---------- SUPPLIED RECORDS ----------

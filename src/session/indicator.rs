//! Debounced "working" indicator
//!
//! The indicator is process-wide: whichever workflow showed it last owns the
//! hint text, and any finishing workflow clears it.

use super::SessionEvent;
use parking_lot::Mutex;
use rand::seq::SliceRandom;
use std::sync::Arc;
use std::time::Duration;
use tokio::sync::broadcast;
use tokio_util::sync::CancellationToken;

/// Delay before the indicator becomes visible
pub const LOADING_DEBOUNCE: Duration = Duration::from_millis(200);

pub const LOADING_HINTS: &[&str] = &[
    "Searching the web…",
    "Verifying facts & sources…",
    "Composing your answer…",
    "Gathering up-to-date info…",
    "Cross-checking results…",
    "Summarizing findings…",
];

pub fn random_hint() -> &'static str {
    LOADING_HINTS
        .choose(&mut rand::thread_rng())
        .copied()
        .unwrap_or(LOADING_HINTS[0])
}

#[derive(Debug, Clone, Default, PartialEq, Eq)]
pub struct LoadingState {
    pub visible: bool,
    pub hint: String,
}

pub struct LoadingIndicator {
    state: Mutex<LoadingState>,
    events: broadcast::Sender<SessionEvent>,
}

impl LoadingIndicator {
    pub fn new(events: broadcast::Sender<SessionEvent>) -> Self {
        Self {
            state: Mutex::new(LoadingState::default()),
            events,
        }
    }

    pub fn state(&self) -> LoadingState {
        self.state.lock().clone()
    }

    /// Show `hint` after `delay` unless the returned guard is dropped first
    pub fn schedule(self: &Arc<Self>, delay: Duration, hint: &str) -> LoadingGuard {
        let token = CancellationToken::new();
        let indicator = Arc::clone(self);
        let timer_token = token.clone();
        let hint = hint.to_string();

        tokio::spawn(async move {
            tokio::select! {
                biased;

                () = timer_token.cancelled() => {}

                () = tokio::time::sleep(delay) => {
                    indicator.show_unless_cancelled(&timer_token, hint);
                }
            }
        });

        LoadingGuard {
            token,
            indicator: Arc::clone(self),
        }
    }

    fn show_unless_cancelled(&self, token: &CancellationToken, hint: String) {
        let mut state = self.state.lock();
        // Checked under the lock so a concurrent clear always wins
        if token.is_cancelled() {
            return;
        }
        tracing::debug!(hint = %hint, "Showing loading indicator");
        *state = LoadingState {
            visible: true,
            hint,
        };
        let snapshot = state.clone();
        drop(state);
        let _ = self.events.send(SessionEvent::LoadingChanged(snapshot));
    }

    fn clear(&self) {
        let mut state = self.state.lock();
        if *state == LoadingState::default() {
            return;
        }
        *state = LoadingState::default();
        drop(state);
        let _ = self
            .events
            .send(SessionEvent::LoadingChanged(LoadingState::default()));
    }
}

/// Pending or visible indicator owned by one workflow.
///
/// Dropping the guard cancels the timer and clears the indicator.
pub struct LoadingGuard {
    token: CancellationToken,
    indicator: Arc<LoadingIndicator>,
}

impl Drop for LoadingGuard {
    fn drop(&mut self) {
        self.token.cancel();
        self.indicator.clear();
    }
}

----------

◆ DIRECTIONS FOR THIS TASK
For each line above that contains "Sender", make a copy.

◆ ANSWER TO THE EXERCISE
    events: broadcast::Sender<SessionEvent>,
    pub fn new(events: broadcast::Sender<SessionEvent>) -> Self {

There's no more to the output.